START RECORDS FOR THIS EXERCISE

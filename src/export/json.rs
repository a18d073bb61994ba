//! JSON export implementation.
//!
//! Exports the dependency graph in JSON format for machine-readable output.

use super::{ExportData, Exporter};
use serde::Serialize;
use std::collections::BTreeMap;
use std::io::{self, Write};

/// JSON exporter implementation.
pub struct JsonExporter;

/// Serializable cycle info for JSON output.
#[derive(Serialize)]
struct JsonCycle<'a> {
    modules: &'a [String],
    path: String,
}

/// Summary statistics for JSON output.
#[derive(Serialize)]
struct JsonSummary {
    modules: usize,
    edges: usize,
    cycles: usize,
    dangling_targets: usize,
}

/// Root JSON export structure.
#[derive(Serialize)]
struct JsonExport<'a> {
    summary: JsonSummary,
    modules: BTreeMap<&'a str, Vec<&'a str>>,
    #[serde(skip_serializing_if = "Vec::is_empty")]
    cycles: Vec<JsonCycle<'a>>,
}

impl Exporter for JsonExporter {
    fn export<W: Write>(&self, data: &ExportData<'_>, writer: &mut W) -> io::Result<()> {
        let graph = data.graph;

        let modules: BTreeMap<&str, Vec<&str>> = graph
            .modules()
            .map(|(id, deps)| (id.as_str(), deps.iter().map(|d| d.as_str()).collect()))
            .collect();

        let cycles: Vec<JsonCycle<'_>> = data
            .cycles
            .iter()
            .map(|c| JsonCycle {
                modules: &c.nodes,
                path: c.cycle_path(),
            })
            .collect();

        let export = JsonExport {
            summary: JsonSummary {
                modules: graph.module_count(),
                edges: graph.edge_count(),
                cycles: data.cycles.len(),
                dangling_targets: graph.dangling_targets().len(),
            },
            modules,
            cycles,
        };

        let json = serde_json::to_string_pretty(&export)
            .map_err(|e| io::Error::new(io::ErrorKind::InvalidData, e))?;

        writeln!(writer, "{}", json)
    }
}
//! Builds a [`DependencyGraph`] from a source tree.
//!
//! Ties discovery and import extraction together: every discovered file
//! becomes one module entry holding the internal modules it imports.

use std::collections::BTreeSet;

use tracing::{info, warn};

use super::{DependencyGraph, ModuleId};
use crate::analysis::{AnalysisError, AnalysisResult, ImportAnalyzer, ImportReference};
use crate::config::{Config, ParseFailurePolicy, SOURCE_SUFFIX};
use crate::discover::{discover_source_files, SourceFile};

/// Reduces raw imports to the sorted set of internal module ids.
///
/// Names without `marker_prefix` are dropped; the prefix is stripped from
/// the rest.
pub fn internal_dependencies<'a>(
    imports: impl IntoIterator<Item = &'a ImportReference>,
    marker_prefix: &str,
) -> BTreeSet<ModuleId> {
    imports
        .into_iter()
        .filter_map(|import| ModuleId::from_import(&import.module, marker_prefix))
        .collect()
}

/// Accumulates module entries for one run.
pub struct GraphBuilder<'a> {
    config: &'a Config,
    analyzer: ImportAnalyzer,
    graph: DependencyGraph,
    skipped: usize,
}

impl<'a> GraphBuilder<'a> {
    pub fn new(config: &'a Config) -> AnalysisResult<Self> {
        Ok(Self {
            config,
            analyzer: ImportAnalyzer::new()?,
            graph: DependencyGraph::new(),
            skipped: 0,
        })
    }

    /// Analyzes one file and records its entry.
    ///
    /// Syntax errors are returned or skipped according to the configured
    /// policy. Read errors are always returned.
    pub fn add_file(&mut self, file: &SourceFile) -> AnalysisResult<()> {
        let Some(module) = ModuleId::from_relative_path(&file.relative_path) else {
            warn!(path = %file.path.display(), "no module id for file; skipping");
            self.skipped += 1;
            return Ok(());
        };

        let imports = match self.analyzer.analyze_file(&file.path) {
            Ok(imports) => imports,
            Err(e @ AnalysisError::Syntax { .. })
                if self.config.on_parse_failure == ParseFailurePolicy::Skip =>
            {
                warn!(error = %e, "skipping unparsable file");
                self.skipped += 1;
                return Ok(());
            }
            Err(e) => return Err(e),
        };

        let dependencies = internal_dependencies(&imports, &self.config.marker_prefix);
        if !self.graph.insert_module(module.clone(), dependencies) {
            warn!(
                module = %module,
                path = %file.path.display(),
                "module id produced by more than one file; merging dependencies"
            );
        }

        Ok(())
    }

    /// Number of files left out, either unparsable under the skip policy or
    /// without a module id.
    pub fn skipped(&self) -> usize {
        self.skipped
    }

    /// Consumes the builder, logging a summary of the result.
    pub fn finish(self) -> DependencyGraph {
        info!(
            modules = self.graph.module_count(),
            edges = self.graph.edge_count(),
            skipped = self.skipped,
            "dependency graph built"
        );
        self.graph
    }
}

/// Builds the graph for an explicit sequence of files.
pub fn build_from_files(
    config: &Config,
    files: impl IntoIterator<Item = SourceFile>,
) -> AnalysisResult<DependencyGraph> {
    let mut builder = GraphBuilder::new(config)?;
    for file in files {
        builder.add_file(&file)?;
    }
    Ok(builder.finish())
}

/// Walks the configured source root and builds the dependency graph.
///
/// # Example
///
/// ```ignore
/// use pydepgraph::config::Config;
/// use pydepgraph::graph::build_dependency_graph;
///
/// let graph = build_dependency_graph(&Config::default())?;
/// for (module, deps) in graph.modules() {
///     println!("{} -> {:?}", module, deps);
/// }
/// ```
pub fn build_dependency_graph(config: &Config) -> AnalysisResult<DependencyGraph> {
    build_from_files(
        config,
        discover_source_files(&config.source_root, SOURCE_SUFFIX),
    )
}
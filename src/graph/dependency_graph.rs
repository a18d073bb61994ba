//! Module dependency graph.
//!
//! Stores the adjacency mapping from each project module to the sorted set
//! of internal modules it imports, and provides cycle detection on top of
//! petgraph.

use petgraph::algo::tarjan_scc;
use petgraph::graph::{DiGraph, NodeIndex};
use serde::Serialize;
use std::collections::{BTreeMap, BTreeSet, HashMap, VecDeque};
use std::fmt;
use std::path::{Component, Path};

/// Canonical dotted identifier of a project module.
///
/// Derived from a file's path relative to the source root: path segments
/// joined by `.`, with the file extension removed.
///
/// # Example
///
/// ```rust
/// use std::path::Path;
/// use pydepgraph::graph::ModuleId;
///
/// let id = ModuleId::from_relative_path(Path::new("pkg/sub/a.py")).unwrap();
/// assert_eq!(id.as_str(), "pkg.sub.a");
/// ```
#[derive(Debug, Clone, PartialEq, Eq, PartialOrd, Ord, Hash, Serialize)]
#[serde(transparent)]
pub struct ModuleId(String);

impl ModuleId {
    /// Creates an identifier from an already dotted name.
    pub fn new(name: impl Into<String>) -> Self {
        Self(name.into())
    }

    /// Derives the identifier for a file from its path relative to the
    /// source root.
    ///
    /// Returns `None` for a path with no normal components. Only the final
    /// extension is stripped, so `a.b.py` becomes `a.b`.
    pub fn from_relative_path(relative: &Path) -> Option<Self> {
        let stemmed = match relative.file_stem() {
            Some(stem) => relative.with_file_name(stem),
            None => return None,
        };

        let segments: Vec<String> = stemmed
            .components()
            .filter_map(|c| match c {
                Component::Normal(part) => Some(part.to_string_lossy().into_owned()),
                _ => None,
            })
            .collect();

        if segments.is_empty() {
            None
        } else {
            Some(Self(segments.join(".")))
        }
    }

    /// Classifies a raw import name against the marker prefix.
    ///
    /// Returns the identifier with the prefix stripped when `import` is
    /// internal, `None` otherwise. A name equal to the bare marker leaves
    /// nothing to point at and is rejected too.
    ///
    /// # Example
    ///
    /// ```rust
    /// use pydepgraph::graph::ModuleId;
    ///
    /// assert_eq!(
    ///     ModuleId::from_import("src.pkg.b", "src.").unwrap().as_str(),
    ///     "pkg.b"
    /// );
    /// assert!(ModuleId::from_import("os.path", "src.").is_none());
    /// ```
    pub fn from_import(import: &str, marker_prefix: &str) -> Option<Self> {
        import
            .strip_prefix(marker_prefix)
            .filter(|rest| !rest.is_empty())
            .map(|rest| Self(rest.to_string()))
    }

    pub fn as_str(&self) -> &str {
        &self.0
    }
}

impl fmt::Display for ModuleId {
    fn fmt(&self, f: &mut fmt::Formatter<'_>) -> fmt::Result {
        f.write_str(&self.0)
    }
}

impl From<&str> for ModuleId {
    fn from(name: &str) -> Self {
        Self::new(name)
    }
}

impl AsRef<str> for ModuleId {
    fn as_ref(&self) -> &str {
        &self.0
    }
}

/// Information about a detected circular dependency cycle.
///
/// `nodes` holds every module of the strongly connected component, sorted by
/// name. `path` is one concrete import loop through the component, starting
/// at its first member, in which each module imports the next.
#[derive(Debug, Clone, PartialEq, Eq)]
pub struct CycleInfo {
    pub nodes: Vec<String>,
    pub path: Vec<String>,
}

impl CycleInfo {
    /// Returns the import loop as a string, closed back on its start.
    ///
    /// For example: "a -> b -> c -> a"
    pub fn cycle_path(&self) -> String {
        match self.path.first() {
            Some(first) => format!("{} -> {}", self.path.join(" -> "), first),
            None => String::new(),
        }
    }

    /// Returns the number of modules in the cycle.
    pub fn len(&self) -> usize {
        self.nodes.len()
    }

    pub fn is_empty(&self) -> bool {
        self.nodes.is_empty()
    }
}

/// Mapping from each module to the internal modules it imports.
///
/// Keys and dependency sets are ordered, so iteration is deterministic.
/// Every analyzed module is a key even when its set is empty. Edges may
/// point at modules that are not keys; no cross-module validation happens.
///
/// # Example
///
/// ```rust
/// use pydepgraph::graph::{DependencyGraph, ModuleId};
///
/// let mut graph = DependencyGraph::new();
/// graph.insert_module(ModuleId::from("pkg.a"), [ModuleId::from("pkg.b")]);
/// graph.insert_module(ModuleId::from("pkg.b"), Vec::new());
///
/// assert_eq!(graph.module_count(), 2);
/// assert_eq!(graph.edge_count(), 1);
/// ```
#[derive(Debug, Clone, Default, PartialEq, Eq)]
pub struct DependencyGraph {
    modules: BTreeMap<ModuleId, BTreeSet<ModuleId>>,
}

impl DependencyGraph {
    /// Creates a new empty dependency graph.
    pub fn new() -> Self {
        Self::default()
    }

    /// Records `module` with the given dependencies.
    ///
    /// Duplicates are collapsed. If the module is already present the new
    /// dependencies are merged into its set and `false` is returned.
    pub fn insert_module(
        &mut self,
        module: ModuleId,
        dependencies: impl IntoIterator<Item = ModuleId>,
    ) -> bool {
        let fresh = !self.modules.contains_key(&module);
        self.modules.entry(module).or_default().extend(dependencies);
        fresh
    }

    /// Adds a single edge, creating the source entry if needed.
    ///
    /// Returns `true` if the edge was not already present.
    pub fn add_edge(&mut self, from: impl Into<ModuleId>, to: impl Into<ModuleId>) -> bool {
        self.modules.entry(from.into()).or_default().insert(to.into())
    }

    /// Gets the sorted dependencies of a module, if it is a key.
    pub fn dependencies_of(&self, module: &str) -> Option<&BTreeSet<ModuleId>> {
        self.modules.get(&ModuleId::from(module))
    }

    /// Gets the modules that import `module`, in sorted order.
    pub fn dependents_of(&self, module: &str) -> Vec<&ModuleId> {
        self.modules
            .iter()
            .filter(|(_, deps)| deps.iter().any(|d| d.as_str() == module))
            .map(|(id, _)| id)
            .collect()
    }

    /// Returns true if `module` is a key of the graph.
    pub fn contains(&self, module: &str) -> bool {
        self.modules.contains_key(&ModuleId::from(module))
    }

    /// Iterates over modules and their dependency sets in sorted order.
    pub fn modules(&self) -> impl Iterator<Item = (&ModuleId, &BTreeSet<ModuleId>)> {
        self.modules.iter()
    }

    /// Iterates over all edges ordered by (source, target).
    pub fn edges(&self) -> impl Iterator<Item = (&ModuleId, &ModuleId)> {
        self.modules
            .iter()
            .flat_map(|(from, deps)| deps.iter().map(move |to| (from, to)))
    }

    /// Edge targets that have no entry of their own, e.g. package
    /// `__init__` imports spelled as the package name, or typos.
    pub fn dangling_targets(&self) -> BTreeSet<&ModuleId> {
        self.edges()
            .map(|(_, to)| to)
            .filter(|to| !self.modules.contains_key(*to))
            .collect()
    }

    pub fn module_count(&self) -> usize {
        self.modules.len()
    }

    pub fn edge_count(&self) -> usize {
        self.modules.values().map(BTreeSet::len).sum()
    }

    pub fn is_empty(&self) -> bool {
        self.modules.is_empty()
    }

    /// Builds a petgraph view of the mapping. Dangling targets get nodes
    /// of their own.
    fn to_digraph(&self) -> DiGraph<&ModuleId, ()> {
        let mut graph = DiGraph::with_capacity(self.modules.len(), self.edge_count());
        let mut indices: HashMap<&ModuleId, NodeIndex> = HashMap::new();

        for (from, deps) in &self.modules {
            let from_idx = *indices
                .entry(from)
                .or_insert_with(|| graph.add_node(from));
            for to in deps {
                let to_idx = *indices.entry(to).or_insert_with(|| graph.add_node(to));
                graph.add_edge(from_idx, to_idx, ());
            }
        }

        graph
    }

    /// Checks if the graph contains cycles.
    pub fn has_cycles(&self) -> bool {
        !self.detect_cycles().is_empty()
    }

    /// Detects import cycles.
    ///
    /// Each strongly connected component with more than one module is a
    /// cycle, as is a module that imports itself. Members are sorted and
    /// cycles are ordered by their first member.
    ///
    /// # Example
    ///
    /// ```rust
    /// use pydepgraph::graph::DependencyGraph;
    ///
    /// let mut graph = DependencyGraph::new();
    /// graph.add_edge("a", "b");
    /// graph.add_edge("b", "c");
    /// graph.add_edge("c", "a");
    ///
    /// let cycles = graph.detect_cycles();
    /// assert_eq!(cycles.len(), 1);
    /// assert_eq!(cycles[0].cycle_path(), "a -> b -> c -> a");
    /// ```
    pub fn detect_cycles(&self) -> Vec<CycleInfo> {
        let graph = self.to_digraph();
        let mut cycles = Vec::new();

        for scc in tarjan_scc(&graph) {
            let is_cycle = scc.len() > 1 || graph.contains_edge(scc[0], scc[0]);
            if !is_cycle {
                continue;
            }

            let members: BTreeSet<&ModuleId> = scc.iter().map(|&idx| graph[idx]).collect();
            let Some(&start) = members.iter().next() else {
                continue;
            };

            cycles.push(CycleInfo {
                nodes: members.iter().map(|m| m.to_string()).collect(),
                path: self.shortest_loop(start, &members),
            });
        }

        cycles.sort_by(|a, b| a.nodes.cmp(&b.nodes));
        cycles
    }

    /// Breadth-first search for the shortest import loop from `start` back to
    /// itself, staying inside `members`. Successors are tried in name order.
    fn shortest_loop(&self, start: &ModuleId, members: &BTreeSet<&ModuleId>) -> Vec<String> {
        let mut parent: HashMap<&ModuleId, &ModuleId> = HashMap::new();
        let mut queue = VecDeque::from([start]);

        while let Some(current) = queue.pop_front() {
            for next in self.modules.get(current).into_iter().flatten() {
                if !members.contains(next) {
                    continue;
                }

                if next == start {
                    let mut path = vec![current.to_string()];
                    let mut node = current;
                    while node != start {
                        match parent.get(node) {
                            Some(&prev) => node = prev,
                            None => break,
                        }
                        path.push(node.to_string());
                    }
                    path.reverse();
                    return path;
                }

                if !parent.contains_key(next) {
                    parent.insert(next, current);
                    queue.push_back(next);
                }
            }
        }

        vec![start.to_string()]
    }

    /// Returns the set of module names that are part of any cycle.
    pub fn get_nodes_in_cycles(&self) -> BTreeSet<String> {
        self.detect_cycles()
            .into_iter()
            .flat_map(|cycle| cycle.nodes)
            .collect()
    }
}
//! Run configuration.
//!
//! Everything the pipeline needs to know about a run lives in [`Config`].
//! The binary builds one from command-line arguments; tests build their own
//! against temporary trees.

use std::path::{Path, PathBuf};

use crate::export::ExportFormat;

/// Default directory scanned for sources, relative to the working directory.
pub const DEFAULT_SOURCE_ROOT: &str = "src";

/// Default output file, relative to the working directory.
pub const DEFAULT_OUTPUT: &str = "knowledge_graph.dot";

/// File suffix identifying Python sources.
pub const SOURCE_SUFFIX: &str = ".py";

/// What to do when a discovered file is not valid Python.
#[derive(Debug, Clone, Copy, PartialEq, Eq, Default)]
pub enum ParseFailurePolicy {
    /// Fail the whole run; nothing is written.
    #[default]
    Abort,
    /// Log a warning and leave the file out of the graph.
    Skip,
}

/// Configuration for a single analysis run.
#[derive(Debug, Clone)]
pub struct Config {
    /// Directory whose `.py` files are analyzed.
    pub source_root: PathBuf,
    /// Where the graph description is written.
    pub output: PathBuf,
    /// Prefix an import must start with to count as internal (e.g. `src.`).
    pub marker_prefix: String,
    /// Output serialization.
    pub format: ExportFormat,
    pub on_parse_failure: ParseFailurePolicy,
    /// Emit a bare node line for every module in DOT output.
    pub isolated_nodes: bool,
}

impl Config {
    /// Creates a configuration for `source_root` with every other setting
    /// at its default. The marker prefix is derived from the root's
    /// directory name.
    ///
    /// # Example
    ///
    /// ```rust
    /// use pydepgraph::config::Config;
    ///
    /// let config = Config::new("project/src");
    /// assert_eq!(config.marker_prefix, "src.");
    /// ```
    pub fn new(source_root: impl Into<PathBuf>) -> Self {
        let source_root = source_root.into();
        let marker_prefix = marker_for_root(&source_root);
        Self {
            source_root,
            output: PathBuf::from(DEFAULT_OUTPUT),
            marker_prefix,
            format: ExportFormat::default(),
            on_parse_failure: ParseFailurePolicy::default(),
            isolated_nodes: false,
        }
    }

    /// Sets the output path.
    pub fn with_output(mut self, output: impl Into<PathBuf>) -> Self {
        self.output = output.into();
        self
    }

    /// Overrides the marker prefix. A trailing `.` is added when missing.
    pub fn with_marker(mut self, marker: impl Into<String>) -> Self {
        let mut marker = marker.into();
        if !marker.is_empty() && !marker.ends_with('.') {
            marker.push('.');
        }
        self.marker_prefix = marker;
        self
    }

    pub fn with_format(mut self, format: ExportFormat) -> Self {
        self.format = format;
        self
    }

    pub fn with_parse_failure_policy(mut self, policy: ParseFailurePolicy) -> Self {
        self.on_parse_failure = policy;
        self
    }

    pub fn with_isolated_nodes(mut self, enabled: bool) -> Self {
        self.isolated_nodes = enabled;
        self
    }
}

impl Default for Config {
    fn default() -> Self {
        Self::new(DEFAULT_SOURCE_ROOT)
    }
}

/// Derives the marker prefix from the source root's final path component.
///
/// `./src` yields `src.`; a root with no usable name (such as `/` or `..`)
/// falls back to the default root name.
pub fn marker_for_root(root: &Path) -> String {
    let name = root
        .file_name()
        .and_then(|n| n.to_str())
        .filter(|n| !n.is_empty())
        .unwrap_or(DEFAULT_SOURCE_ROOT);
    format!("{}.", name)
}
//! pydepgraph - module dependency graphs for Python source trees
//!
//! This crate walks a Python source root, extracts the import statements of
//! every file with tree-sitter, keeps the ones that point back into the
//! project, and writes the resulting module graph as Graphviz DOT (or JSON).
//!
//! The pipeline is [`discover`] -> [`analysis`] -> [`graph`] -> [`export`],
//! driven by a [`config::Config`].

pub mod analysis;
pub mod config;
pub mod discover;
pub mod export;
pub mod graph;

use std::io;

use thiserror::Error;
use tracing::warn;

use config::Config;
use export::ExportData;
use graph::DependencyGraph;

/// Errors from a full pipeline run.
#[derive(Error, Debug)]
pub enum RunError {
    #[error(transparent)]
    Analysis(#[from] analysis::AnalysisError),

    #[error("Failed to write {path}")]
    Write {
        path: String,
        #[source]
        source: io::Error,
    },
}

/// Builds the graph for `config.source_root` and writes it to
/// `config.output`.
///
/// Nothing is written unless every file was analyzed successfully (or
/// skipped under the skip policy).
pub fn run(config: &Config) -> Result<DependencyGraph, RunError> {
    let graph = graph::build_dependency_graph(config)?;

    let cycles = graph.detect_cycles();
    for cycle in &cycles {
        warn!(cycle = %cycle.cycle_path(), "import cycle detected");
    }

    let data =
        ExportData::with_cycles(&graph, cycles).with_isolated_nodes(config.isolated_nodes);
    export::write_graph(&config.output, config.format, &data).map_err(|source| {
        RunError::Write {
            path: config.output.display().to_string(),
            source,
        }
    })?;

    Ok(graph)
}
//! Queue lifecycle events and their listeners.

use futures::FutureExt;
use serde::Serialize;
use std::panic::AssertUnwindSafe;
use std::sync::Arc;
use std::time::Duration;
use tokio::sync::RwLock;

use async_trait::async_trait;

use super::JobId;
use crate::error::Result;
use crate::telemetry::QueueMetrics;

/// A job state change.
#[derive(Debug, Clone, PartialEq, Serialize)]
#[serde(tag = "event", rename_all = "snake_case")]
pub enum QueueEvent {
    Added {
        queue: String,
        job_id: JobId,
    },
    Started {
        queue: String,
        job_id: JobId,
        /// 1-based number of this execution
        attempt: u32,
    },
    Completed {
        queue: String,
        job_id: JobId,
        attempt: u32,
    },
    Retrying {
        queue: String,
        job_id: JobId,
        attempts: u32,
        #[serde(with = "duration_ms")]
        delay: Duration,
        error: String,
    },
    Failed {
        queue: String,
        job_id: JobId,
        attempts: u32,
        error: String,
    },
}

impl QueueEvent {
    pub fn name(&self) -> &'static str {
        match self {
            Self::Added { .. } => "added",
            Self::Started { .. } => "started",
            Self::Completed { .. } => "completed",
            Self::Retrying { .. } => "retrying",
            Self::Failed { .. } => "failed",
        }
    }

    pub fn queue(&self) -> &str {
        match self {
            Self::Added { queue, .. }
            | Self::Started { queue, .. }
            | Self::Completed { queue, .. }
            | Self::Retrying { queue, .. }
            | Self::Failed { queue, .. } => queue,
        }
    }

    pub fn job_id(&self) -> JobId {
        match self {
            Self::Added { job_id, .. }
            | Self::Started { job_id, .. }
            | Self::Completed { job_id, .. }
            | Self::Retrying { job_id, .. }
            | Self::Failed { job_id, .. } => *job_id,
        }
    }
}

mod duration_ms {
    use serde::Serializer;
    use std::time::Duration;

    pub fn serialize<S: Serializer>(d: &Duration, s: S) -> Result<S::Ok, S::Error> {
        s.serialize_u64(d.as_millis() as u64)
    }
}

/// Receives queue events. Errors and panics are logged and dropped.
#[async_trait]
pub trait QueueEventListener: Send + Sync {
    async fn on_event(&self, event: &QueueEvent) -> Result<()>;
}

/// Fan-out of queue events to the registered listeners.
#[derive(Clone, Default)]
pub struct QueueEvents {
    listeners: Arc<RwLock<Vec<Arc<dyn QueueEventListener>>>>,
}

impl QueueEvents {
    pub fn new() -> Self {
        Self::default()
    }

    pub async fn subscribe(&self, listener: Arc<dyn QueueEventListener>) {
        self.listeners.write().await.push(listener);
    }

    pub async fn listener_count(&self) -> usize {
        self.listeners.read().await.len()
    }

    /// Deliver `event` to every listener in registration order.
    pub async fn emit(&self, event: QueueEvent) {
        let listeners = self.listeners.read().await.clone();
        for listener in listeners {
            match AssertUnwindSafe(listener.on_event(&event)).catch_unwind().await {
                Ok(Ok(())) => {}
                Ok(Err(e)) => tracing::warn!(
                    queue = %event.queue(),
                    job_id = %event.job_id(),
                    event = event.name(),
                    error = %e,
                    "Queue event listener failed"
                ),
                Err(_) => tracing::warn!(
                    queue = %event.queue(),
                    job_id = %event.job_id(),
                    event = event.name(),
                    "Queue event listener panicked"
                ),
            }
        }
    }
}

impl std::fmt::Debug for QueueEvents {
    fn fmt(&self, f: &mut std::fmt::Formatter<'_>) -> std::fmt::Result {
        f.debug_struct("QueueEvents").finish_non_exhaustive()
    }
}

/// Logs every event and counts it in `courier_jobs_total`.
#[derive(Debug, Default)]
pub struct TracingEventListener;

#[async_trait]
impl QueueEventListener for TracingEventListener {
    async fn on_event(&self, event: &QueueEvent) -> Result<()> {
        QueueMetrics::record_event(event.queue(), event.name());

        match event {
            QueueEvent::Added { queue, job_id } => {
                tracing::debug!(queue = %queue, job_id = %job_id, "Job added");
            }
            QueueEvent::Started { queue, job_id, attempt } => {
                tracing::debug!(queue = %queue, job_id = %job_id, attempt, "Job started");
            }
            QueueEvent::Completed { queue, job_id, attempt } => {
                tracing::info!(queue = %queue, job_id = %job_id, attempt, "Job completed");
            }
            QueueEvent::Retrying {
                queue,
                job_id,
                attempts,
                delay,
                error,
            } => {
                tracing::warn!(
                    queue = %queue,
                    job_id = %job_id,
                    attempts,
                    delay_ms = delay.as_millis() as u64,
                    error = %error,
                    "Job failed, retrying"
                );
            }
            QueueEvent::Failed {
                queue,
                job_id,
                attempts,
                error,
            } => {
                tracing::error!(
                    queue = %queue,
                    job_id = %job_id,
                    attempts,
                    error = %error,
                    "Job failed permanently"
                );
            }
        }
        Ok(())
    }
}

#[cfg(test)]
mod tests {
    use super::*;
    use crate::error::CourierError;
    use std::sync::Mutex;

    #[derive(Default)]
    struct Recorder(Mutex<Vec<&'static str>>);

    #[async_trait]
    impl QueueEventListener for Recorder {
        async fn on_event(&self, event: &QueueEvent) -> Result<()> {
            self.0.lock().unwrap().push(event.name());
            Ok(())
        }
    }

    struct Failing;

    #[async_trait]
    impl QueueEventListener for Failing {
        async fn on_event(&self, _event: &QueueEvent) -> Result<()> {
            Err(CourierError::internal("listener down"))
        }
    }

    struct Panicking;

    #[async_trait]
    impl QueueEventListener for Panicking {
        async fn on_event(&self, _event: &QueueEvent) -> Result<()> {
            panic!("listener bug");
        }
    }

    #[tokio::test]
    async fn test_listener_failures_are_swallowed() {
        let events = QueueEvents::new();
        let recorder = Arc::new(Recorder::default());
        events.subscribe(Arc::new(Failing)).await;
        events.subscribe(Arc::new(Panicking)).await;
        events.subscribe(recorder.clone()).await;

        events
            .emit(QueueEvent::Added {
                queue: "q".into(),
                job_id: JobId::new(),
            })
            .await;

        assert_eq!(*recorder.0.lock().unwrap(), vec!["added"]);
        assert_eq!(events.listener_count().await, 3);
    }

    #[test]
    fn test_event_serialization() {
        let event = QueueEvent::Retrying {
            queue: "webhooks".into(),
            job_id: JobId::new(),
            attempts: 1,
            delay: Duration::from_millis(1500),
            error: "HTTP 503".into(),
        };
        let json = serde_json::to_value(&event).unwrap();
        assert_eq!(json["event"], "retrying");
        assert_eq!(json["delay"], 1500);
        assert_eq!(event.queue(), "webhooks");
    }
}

END RECORDS FOR THIS EXERCISE

Copy out, exactly and alone, the lines of the entries above between the ones holding "let segments: Vec<String> = stemmed" and "Returns the identifier", inclusive.

        let segments: Vec<String> = stemmed
            .components()
            .filter_map(|c| match c {
                Component::Normal(part) => Some(part.to_string_lossy().into_owned()),
                _ => None,
            })
            .collect();

        if segments.is_empty() {
            None
        } else {
            Some(Self(segments.join(".")))
        }
    }

    /// Classifies a raw import name against the marker prefix.
    ///
    /// Returns the identifier with the prefix stripped when `import` is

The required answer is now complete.